[ニュース]大手3社ノッチアップ

ふーむ。

出典:Standard & Poor's website 07/08/27
http://www.standardandpoors.co.jp/site/contentdetail.do?method=article&r=6&l=JP&oid=092f51ae800f2e3b

スタンダード&プアーズは本日、日本郵船商船三井川崎汽船の長期会社格付けと長期優先債券格付けを上記の通り、それぞれ1ノッチ(段階)引き上げた。格上げは、事業基盤の強化と収益安定化の進展によって、各社の市況変動への抵抗力が従来以上に高まっていることに基づく。長期会社格付けのアウトルックはいずれも「安定的」である。

日本の大手海運3社は世界有数のマルチラインの海運会社として、多様な事業ポートフォリオと優良な顧客基盤を持つ。また多くの資源を輸入に頼る日本にとって実質3社に集約された日本の外航海運会社はライフラインとして重要な位置づけにある。3社は外国人船員の登用やオペレーション効率の改善などを通じて、継続的にコスト削減に取り組んでおり、国際的にみても高いコスト競争力を維持している。長期契約を主体とし、海運市況の変動リスクを一定範囲にコントロールする保守的な事業方針のもと、安定的な自動車輸送船事業や油送船やドライバルク船などの不定期船事業の競争力が強化された結果、各社のキャッシュフローの安定性は一段と向上しており、市況悪化への抵抗力が従来以上に高まっている。好調な業績を背景に株主資本の蓄積が進んでおり、事業環境の悪化に対する財務面の耐久力も強化されている。

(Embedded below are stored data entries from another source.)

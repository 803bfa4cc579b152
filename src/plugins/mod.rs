//! Bundled handlers for chatmux
//! 
//! Small handlers covering each handler kind, registered by the binary

pub mod audit;
pub mod builtin;
pub mod greeter;
pub mod heartbeat;
pub mod ping;
pub mod status;

pub use audit::Audit;
pub use builtin::register_builtin;
pub use greeter::Greeter;
pub use heartbeat::Heartbeat;
pub use ping::Ping;
pub use status::Status;
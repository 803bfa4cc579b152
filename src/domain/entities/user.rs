use std::fmt;

/// Identity of a message sender
#[derive(Debug, Clone, PartialEq, Eq, Hash)]
pub struct User {
    pub id: String,
    pub username: Option<String>,
    pub real_name: Option<String>,
    pub is_bot: bool,
}

impl User {
    pub fn new(id: impl Into<String>) -> Self {
        Self {
            id: id.into(),
            username: None,
            real_name: None,
            is_bot: false,
        }
    }

    pub fn with_username(mut self, username: impl Into<String>) -> Self {
        self.username = Some(username.into());
        self
    }

    pub fn with_real_name(mut self, name: impl Into<String>) -> Self {
        self.real_name = Some(name.into());
        self
    }

    /// Username if known, then real name, then the raw id
    pub fn display_name(&self) -> &str {
        self.username
            .as_deref()
            .or(self.real_name.as_deref())
            .unwrap_or(&self.id)
    }
}

impl fmt::Display for User {
    fn fmt(&self, f: &mut fmt::Formatter<'_>) -> fmt::Result {
        write!(f, "{}", self.display_name())
    }
}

今後の船舶供給の増加はリスク要因である。しかし、世界的な水平分業の進展やグローバル経済圏の新興国への拡大を背景に、海上荷動きは中長期的に拡大が続くとみられることから、一時的に景気の影響を受けることはあっても、需給バランスが今後数年で極端に崩れる可能性は限定されると考えている。特に日本の大手3社については、長期契約の積み上げと事業の分散により、海運市況がある程度下落したとしても、業績が悪化する度合いは限られよう。また、各社とも船隊増強に対する投資を積極化させているが、投資の回収が比較的確実な長期契約に裏打ちされた事業と市況リスクに直接さらされる事業のバランスや、成長投資と財務安定性とのバランスを重視する方針を示しており、過度な財務リスクを伴う投資が行われる可能性は低いとみている。そのため、ここ数年で強化された各社の財務基盤が再び大きく悪化するリスクは当面限定されると考えている。

日本郵船
バルク・エネルギー部門を中心に新造船投入や長期契約の積み上げにより、海運事業の競争力の強化と収益の安定化が図られている。また、陸上物流と航空フォワーディングを含めた「総合物流サービス」の強化にも注力している。非海運部門の収益貢献は現時点では限られているものの、今後海外における総合物流サービスの着実な成長が見込まれることから、海運部門の収益変動を緩和する役割は徐々に高まるとみられる。なお、2005年に子会社化した日本貨物航空は事業環境の悪化を受け、今期は2期連続で200億円近い損失を計上する見込みだが、機体の入れ替えや運航効率の改善を進めていることから、来期以降は損益も回復に向かうとみている。現在計画している設備投資を進めても、自動車船事業の安定成長や非海運事業の拡大によって、今後数年、業績は堅調に推移する見通しであり、総資本に占める純有利子負債(リース調整後)の比率(2007年3月期末約63%)が再び大幅に悪化する可能性は当面は低いと考えている。さらなる格上げに向けては、海運事業における一層の長期契約の積み上げや、日本貨物航空の収益回復を通じて、キャッシュフローの安定性を一段と高めることができるかに注目していく。

商船三井
海運市況の変動リスクにさらされない「安定利益」の拡大に取り組んでおり、ドライバルク部門や油送船部門を中心に長期契約の積み上げが進んだことで、キャッシュフローの安定性が向上している。海運事業の戦略分野に対し経営資源の重点投入を続ける方針であるほか、今後数年は建造価格上昇前に発注したコスト競争力の高い新船の投入が進むことにより、事業基盤の一段の強化が見込まれる。業績は当面堅調に推移するとみられることから、総資本に占める純有利子負債(リース調整後)の比率は、今後数年、改善基調を維持できる見通しである(2007年3月期末は約56%)。さらなる格上げに向けては、今後の資本・負債構成の改善度合いとともに、安定利益のさらなる拡大や、今後の船舶投資の方針などに注目していく。

川崎汽船
自動車輸送船部門の競争力強化や、ドライバルク船部門や油送船部門での長期契約拡大を進める一方、一段のコスト競争力強化にも取り組んでおり、市況変動への抵抗力が着実に高まっている。ただし、コンテナ事業において、需要増加に合わせた能力増強を行う方針であるため、他の2社と比べ市況変動リスクの大きい同事業へのエクスポージャーが相対的に高いという事業構造に当面大きな変化はないとみられる。引き続き高水準の設備投資が見込まれるものの、総資本に占める純有利子負債(リース調整後)の比率は今後数年間50%程度で安定的に推移する見通しである(2007年3月期末は約54%)。さらなる格上げに向けては、長期契約拡大への取り組み、船舶投資の方針などに加え、好業績を背景に資本・負債構成を一段と強化できるかにも注目していく。